I see two different approaches to attack this: before RA and after RA. In both approaches the goal is to use as a source another register containing the relevant data that will be used by the instruction (i.e. a copy) if we determine there is a conflict.

Before RA (and before insert-vsetvli), we can analyse the problematic MIs and check their vtype immediate (which tells us about the sew) and the opcode (which tells us about the eew/emul of the operands) and then check the vregs of the operands whether they are the same. I've been doing some experiments and in MachineIR sometimes we have copies between vregs (for convenience I guess), which means that equivalence is not trivial. A pro of this approach is that when we detect a conflict we can use vmv.v.v with eew/emul of the operand we replace and use the vl of the user instruction. One concern with this approach is that we're kind of guessing what RA will end doing with the vreg uses of this instruction (i.e. what if we had not done anything and the conflict didn't materialise this would be suboptimal).

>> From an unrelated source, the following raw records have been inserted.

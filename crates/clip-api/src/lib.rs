//! # clip-api
//!
//! REST API server built with Axum framework.

pub mod extractors;
pub mod handlers;
pub mod middleware;
pub mod response;
pub mod routes;
pub mod server;
pub mod state;

pub use server::{create_app, create_app_state, run};
//! Comment entity <-> model mapper

use clip_core::entities::Comment;
use clip_core::value_objects::Snowflake;

use crate::models::{CommentModel, CommentWithViewerModel};

impl From<CommentModel> for Comment {
    fn from(model: CommentModel) -> Self {
        Comment {
            id: Snowflake::new(model.id),
            video_id: Snowflake::new(model.video_id),
            author_id: Snowflake::new(model.author_id),
            text: model.text,
            parent_id: model.parent_id.map(Snowflake::new),
            pinned: model.pinned,
            likes_count: model.likes_count,
            created_at: model.created_at,
        }
    }
}

impl From<CommentWithViewerModel> for Comment {
    fn from(model: CommentWithViewerModel) -> Self {
        Comment {
            id: Snowflake::new(model.id),
            video_id: Snowflake::new(model.video_id),
            author_id: Snowflake::new(model.author_id),
            text: model.text,
            parent_id: model.parent_id.map(Snowflake::new),
            pinned: model.pinned,
            likes_count: model.likes_count,
            created_at: model.created_at,
        }
    }
}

Doing it after RA seems more precise, check the problematic MIs (I did a quick check and IIUC RISCVInsertVSETVLI pass is preserving the vtype immediate of the pseudos so this is still an option) and the opcode. If a conflict happens it is going to be obvious as now we're in physreg land. Now the issue is how to do the copy: I assume we can use RegScavenger to come up with a free vector register and then do, in the worse of the cases a vmv<n>r.v instruction. Doing a vmv.v.v might be harder because changing vtype to the required eew/emul of the operand we're going to copy might be more complicated. I think that split-RA makes easier to use vmv.v.v here because we have not done insert-vsetvli yet and so the proper vtype is still part of the instruction immediate. If RegScavenger fails to find a free register I understand we will have to allocate a spill slot, pick a suitable register and spill it, copy the value of the operand, update the MI and reload the register we had to spill (if the register pressure situation is this dire it probably doesn't matter to do pre-RA or post-RA except that pre-RA means all the spill stuff is already handled by RA).

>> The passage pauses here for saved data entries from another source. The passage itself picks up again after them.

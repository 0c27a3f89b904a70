//! # clip-storage
//!
//! HTTP object storage client implementing the `ObjectStorage` trait from
//! `clip-core`. Talks to an S3-style storage service over its REST API and
//! hands back public URLs for uploaded media.

mod client;

pub use client::HttpObjectStorage;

Perhaps there is a simpler way to address this. Thoughts?

[wangpc-pp]

Can this issue be fixed by things like @earlyclobber or $rd = $dest constraints simply? We may be able to extend it to constrain two source registers, like $rs1 != $rs2, $rd != $rs1, etc.

[topperc]

Can this issue be fixed by things like @earlyclobber or $rd = $dest constraints simply? We may be able to extend it to constrain two source registers, like $rs1 != $rs2, $rd != $rs1, etc.

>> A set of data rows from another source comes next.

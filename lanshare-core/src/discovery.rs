//! Discovery registry: reconcile advertisement events into a stable, ordered peer list.
//!
//! `Registry` is host-driven and does no I/O: the host passes resolution/lost events and a
//! clock, the registry returns the resulting events. `Discovery` wraps it for sharing across
//! tasks and fans events out to subscribers.

use std::collections::{BTreeMap, HashMap};
use std::fmt;
use std::net::SocketAddr;
use std::sync::Arc;
use std::time::{Duration, Instant};

use tokio::sync::{broadcast, RwLock};
use tokio::task::JoinHandle;
use tracing::{debug, info, warn};

use crate::config::EngineConfig;
use crate::error::DiscoveryError;

const EVENT_CAPACITY: usize = 256;

/// TXT key carrying a stable identity; falls back to the service instance name.
pub const TXT_ID: &str = "id";
/// TXT key carrying an explicit device kind.
pub const TXT_KIND: &str = "kind";
/// TXT key carrying a hardware model string, used for kind inference.
pub const TXT_MODEL: &str = "model";

/// Ordered kind inference rules; first match wins.
const KIND_RULES: &[(PeerKind, &[&str])] = &[
    (
        PeerKind::Tv,
        &["tv", "television", "chromecast", "firestick", "roku"],
    ),
    (
        PeerKind::Laptop,
        &["laptop", "macbook", "notebook", "desktop", "computer", "imac", "pc"],
    ),
    (PeerKind::Server, &["server", "nas", "srv"]),
];

/// Raw service advertisement as resolved by the platform's discovery layer.
#[derive(Debug, Clone, Default)]
pub struct Advertisement {
    pub service_id: String,
    pub name: String,
    pub addresses: Vec<SocketAddr>,
    pub txt: BTreeMap<String, String>,
}

#[derive(Debug, Clone, Copy, PartialEq, Eq, Hash, serde::Serialize, serde::Deserialize)]
pub enum PeerKind {
    Phone,
    Laptop,
    Tv,
    Server,
    Unknown,
}

impl PeerKind {
    /// Parse an explicit kind; anything unrecognized is `Unknown`.
    pub fn parse(s: &str) -> Self {
        match s.trim().to_ascii_lowercase().as_str() {
            "phone" => PeerKind::Phone,
            "laptop" => PeerKind::Laptop,
            "tv" => PeerKind::Tv,
            "server" => PeerKind::Server,
            _ => PeerKind::Unknown,
        }
    }
}

impl fmt::Display for PeerKind {
    fn fmt(&self, f: &mut fmt::Formatter<'_>) -> fmt::Result {
        f.write_str(match self {
            PeerKind::Phone => "phone",
            PeerKind::Laptop => "laptop",
            PeerKind::Tv => "tv",
            PeerKind::Server => "server",
            PeerKind::Unknown => "unknown",
        })
    }
}

#[derive(Debug, Clone, Copy, PartialEq, Eq, Hash, serde::Serialize, serde::Deserialize)]
pub enum PeerState {
    Online,
    Offline,
}

#[derive(Debug, Clone, PartialEq, Eq)]
pub struct Peer {
    pub id: String,
    pub display_name: String,
    pub address: SocketAddr,
    pub kind: PeerKind,
    pub last_seen: Instant,
    pub state: PeerState,
    pub offline_since: Option<Instant>,
}

#[derive(Debug, Clone, PartialEq, Eq)]
pub enum RegistryEvent {
    PeerAdded(Peer),
    PeerUpdated(Peer),
    PeerRemoved { id: String },
}

/// Infer a device kind: explicit TXT `kind` first, then substring rules over name and model.
pub fn infer_kind(name: &str, txt: &BTreeMap<String, String>) -> PeerKind {
    if let Some(kind) = txt.get(TXT_KIND) {
        return PeerKind::parse(kind);
    }
    let mut haystack = name.to_lowercase();
    if let Some(model) = txt.get(TXT_MODEL) {
        haystack.push(' ');
        haystack.push_str(&model.to_lowercase());
    }
    KIND_RULES
        .iter()
        .find(|(_, tokens)| tokens.iter().any(|t| haystack.contains(t)))
        .map(|(kind, _)| *kind)
        .unwrap_or(PeerKind::Phone)
}

/// Peer set keyed by id. Ordered map so snapshots are stable by id.
#[derive(Debug)]
pub struct Registry {
    peers: BTreeMap<String, Peer>,
    /// service id → peer id, for lost events.
    services: HashMap<String, String>,
    absence: Duration,
    eviction: Duration,
}

impl Registry {
    pub fn new(absence: Duration, eviction: Duration) -> Self {
        Self {
            peers: BTreeMap::new(),
            services: HashMap::new(),
            absence,
            eviction,
        }
    }

    pub fn ingest_resolved(
        &mut self,
        ad: &Advertisement,
        now: Instant,
    ) -> Result<RegistryEvent, DiscoveryError> {
        let id = ad
            .txt
            .get(TXT_ID)
            .filter(|s| !s.is_empty())
            .cloned()
            .unwrap_or_else(|| ad.service_id.clone());
        if id.is_empty() {
            return Err(DiscoveryError::MissingIdentity);
        }
        let address = *ad
            .addresses
            .first()
            .ok_or_else(|| DiscoveryError::MissingAddress(id.clone()))?;
        let display_name = if ad.name.is_empty() {
            id.clone()
        } else {
            ad.name.clone()
        };
        let kind = infer_kind(&display_name, &ad.txt);
        if !ad.service_id.is_empty() {
            self.services.insert(ad.service_id.clone(), id.clone());
        }

        match self.peers.get_mut(&id) {
            Some(peer) => {
                peer.display_name = display_name;
                peer.address = address;
                peer.kind = kind;
                peer.last_seen = peer.last_seen.max(now);
                peer.state = PeerState::Online;
                peer.offline_since = None;
                Ok(RegistryEvent::PeerUpdated(peer.clone()))
            }
            None => {
                let peer = Peer {
                    id: id.clone(),
                    display_name,
                    address,
                    kind,
                    last_seen: now,
                    state: PeerState::Online,
                    offline_since: None,
                };
                self.peers.insert(id, peer.clone());
                Ok(RegistryEvent::PeerAdded(peer))
            }
        }
    }

    /// Mark the peer behind `service_id` offline. Unknown services are ignored.
    pub fn ingest_lost(&mut self, service_id: &str, now: Instant) -> Option<RegistryEvent> {
        let id = self.services.get(service_id)?;
        let peer = self.peers.get_mut(id)?;
        if peer.state == PeerState::Online {
            peer.state = PeerState::Offline;
            peer.offline_since = Some(now);
        }
        Some(RegistryEvent::PeerUpdated(peer.clone()))
    }

    /// Age out silent peers and evict long-offline ones.
    pub fn sweep(&mut self, now: Instant) -> Vec<RegistryEvent> {
        let mut events = Vec::new();
        let mut evicted = Vec::new();
        for (id, peer) in self.peers.iter_mut() {
            match peer.state {
                PeerState::Online => {
                    if now.saturating_duration_since(peer.last_seen) >= self.absence {
                        peer.state = PeerState::Offline;
                        peer.offline_since = Some(now);
                        events.push(RegistryEvent::PeerUpdated(peer.clone()));
                    }
                }
                PeerState::Offline => {
                    let since = peer.offline_since.unwrap_or(peer.last_seen);
                    if now.saturating_duration_since(since) >= self.eviction {
                        evicted.push(id.clone());
                    }
                }
            }
        }
        for id in evicted {
            self.peers.remove(&id);
            self.services.retain(|_, peer_id| *peer_id != id);
            events.push(RegistryEvent::PeerRemoved { id });
        }
        events
    }

    /// Peers ordered by id.
    pub fn snapshot(&self) -> Vec<Peer> {
        self.peers.values().cloned().collect()
    }

    pub fn get(&self, id: &str) -> Option<Peer> {
        self.peers.get(id).cloned()
    }

    pub fn len(&self) -> usize {
        self.peers.len()
    }

    pub fn is_empty(&self) -> bool {
        self.peers.is_empty()
    }
}

/// Shared registry handle. Only this type mutates the peer set; readers get copies.
#[derive(Clone)]
pub struct Discovery {
    registry: Arc<RwLock<Registry>>,
    events: broadcast::Sender<RegistryEvent>,
}

impl Discovery {
    pub fn new(config: &EngineConfig) -> Self {
        let (events, _) = broadcast::channel(EVENT_CAPACITY);
        Self {
            registry: Arc::new(RwLock::new(Registry::new(
                config.absence_threshold(),
                config.eviction_threshold(),
            ))),
            events,
        }
    }

    pub fn subscribe(&self) -> broadcast::Receiver<RegistryEvent> {
        self.events.subscribe()
    }

    pub async fn ingest_resolved(&self, ad: &Advertisement) -> Result<(), DiscoveryError> {
        self.ingest_resolved_at(ad, Instant::now()).await
    }

    pub async fn ingest_resolved_at(
        &self,
        ad: &Advertisement,
        now: Instant,
    ) -> Result<(), DiscoveryError> {
        let event = self.registry.write().await.ingest_resolved(ad, now);
        match event {
            Ok(event) => {
                match &event {
                    RegistryEvent::PeerAdded(p) => {
                        info!(peer = %p.id, name = %p.display_name, addr = %p.address, kind = %p.kind, "peer added")
                    }
                    RegistryEvent::PeerUpdated(p) => debug!(peer = %p.id, "peer updated"),
                    RegistryEvent::PeerRemoved { .. } => {}
                }
                let _ = self.events.send(event);
                Ok(())
            }
            Err(e) => {
                warn!(service = %ad.service_id, error = %e, "dropping malformed advertisement");
                Err(e)
            }
        }
    }

    pub async fn ingest_lost(&self, service_id: &str) {
        self.ingest_lost_at(service_id, Instant::now()).await
    }

    pub async fn ingest_lost_at(&self, service_id: &str, now: Instant) {
        let event = self.registry.write().await.ingest_lost(service_id, now);
        if let Some(event) = event {
            debug!(service = %service_id, "peer lost");
            let _ = self.events.send(event);
        }
    }

    pub async fn sweep(&self, now: Instant) {
        let events = self.registry.write().await.sweep(now);
        for event in events {
            if let RegistryEvent::PeerRemoved { id } = &event {
                info!(peer = %id, "peer evicted");
            }
            let _ = self.events.send(event);
        }
    }

    pub async fn snapshot(&self) -> Vec<Peer> {
        self.registry.read().await.snapshot()
    }

    pub async fn get(&self, id: &str) -> Option<Peer> {
        self.registry.read().await.get(id)
    }

    /// Run `sweep` every `interval` until the task is aborted.
    pub fn spawn_sweeper(&self, interval: Duration) -> JoinHandle<()> {
        let discovery = self.clone();
        tokio::spawn(async move {
            loop {
                tokio::time::sleep(interval).await;
                discovery.sweep(Instant::now()).await;
            }
        })
    }
}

I don't think we can simply extend earlyclobber. earlyclobber doesn't really check the registers. earlyclobber makes the live interval of the destination start before the live intervals of the inputs ends. This forces the register allocator to pick different register since the intervals interfere.

For the issue here, we're only talking about sources so I don't think there's any manipulation of the live intervals we can do.

[lukel97]

Doing it after RA seems more precise, check the problematic MIs (I did a quick check and IIUC RISCVInsertVSETVLI pass is preserving the vtype immediate of the pseudos so this is still an option) and the opcode.

The original vtype immediate is kept in the pseudos, but it may be out-of-date and not the same as what the pseudo actually executes with. There are some optimisations where we tweak the vtype to remove a vsetvli provided the instruction doesn't demand it.

e.g. loads and stores don't use the SEW, only the SEW/LMUL ratio from vtype. So if the previous vsetvli had a different SEW but the ratio is the same, we will just use that instead. So SEW in the vtype immediate will be mismatched.

With that said though, I don't think this applies to any of the instructions we're concerned about here. An indexed load/store should demand and use the exact SEW, so its vtype immediate should be accurate. And we don't do any vtype tricks with .wv arithmetic pseudos.